Whenever the word "Reprompt" occurs in a line of the material below, that line is counted. Report only the count.

-- Opening Marker --

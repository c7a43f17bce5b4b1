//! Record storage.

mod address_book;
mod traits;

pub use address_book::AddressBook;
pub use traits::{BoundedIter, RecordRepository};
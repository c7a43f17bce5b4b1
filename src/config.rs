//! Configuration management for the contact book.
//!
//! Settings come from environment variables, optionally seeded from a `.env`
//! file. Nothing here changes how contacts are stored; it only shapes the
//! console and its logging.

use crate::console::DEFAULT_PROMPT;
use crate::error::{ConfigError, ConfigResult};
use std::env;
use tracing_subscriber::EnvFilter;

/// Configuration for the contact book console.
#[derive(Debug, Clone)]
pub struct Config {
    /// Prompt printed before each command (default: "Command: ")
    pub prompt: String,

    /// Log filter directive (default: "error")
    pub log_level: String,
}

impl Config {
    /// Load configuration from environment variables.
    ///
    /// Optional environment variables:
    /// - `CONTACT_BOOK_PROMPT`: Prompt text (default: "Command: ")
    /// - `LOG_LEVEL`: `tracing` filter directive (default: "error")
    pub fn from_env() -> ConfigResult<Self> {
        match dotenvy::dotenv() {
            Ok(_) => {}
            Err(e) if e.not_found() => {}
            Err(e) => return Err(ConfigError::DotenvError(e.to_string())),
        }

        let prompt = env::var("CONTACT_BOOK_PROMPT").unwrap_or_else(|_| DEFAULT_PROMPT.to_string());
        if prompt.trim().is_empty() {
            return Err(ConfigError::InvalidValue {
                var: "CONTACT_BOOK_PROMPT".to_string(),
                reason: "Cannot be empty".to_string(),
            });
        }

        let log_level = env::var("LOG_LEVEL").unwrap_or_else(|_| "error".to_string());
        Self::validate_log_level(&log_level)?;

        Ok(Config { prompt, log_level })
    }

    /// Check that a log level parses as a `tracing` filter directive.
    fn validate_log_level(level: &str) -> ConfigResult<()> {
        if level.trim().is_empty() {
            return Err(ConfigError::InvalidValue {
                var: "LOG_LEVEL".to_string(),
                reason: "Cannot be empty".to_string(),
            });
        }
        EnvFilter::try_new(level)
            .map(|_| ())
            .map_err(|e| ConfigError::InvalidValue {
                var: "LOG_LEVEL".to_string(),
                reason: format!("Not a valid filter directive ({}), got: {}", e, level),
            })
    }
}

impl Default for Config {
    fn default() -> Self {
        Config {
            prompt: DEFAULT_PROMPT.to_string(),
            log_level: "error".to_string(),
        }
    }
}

-- Closing Marker --
-- Opening Marker --

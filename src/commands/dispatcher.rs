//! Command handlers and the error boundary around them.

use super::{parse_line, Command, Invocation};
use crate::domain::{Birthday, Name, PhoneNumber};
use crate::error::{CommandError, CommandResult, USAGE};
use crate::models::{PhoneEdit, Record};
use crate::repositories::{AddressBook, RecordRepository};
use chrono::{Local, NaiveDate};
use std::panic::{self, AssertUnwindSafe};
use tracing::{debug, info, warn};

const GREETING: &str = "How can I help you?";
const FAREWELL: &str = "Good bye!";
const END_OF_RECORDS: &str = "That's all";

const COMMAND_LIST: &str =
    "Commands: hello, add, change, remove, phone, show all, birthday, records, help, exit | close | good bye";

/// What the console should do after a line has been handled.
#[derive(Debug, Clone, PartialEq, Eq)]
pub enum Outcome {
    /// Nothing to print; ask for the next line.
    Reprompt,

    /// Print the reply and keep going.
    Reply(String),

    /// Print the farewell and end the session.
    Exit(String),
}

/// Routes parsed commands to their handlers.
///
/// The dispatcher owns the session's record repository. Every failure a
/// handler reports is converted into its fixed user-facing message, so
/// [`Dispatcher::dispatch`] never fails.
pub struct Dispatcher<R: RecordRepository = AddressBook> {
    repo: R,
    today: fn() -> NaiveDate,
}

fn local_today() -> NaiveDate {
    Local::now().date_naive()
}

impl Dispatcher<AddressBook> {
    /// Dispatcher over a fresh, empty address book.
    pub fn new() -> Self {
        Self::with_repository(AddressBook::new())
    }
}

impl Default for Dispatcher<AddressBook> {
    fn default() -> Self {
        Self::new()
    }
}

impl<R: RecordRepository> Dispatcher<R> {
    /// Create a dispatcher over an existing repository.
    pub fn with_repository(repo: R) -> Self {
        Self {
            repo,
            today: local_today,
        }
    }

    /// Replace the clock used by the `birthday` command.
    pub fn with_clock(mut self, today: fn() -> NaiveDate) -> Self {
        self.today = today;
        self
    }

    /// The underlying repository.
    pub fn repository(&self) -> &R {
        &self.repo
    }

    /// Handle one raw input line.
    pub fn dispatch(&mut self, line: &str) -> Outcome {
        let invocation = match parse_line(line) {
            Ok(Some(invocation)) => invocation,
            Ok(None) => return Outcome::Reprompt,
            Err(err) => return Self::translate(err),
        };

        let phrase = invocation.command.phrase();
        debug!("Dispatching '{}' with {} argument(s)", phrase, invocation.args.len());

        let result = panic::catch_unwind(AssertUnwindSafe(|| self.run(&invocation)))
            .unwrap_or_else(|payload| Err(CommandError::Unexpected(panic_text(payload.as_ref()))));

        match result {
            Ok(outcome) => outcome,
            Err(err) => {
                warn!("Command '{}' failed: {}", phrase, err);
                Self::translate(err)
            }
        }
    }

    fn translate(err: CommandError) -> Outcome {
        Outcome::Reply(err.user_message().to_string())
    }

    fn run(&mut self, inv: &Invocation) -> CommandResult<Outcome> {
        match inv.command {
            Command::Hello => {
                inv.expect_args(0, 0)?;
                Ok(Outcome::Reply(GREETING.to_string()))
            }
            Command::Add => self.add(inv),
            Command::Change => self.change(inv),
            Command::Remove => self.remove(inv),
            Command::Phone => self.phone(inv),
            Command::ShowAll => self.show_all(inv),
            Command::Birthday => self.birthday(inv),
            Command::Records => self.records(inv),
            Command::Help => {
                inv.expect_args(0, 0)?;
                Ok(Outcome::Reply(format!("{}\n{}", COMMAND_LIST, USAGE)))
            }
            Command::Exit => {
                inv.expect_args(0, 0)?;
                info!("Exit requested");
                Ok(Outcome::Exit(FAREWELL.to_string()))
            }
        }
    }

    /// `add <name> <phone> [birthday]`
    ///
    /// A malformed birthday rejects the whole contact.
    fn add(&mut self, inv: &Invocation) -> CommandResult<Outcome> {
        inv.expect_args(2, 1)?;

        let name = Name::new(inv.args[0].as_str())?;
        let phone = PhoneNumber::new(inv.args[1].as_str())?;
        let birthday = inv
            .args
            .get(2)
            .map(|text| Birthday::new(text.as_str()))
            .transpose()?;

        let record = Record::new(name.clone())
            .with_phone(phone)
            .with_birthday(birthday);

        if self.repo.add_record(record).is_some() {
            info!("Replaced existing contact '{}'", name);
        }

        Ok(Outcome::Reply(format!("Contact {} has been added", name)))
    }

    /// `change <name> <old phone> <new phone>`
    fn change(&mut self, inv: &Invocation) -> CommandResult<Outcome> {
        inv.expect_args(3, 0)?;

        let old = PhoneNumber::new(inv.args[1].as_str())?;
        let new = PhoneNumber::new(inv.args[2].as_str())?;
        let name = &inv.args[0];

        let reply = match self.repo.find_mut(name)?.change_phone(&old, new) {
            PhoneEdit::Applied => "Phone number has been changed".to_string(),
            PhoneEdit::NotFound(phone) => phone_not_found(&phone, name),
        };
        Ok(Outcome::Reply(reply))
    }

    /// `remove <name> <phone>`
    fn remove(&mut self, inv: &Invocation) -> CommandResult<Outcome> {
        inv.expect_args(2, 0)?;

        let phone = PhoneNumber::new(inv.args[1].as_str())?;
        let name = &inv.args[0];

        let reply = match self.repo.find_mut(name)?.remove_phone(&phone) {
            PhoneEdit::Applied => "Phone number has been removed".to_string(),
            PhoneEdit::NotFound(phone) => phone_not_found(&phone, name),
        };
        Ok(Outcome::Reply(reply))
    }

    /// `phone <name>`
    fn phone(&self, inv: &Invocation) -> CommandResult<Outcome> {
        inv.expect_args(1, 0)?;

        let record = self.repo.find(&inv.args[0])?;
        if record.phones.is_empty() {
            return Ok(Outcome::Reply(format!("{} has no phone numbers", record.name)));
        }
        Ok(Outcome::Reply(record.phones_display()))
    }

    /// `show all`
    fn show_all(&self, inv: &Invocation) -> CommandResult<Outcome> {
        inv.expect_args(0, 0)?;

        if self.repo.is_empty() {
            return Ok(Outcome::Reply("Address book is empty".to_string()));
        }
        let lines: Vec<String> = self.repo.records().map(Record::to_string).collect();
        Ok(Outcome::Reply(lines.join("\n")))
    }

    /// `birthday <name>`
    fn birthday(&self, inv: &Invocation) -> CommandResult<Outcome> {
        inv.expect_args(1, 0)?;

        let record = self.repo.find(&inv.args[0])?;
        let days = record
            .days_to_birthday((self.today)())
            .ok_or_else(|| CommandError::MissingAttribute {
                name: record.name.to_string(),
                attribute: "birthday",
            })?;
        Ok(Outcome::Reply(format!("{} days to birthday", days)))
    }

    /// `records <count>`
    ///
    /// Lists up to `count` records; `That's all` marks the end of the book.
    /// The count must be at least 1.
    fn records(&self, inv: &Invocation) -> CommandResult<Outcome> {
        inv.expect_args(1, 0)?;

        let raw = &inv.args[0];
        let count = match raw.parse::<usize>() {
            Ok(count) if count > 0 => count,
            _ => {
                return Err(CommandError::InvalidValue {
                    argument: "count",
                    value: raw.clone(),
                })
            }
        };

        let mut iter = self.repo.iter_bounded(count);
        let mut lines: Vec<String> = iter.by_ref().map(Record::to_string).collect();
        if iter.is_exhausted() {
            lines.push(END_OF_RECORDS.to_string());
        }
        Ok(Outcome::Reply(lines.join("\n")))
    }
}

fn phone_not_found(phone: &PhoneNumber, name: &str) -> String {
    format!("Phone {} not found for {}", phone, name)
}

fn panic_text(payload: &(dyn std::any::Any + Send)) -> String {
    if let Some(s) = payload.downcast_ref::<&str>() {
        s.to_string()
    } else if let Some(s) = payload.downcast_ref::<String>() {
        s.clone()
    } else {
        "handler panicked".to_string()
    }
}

-- Closing Marker --

## Your response
2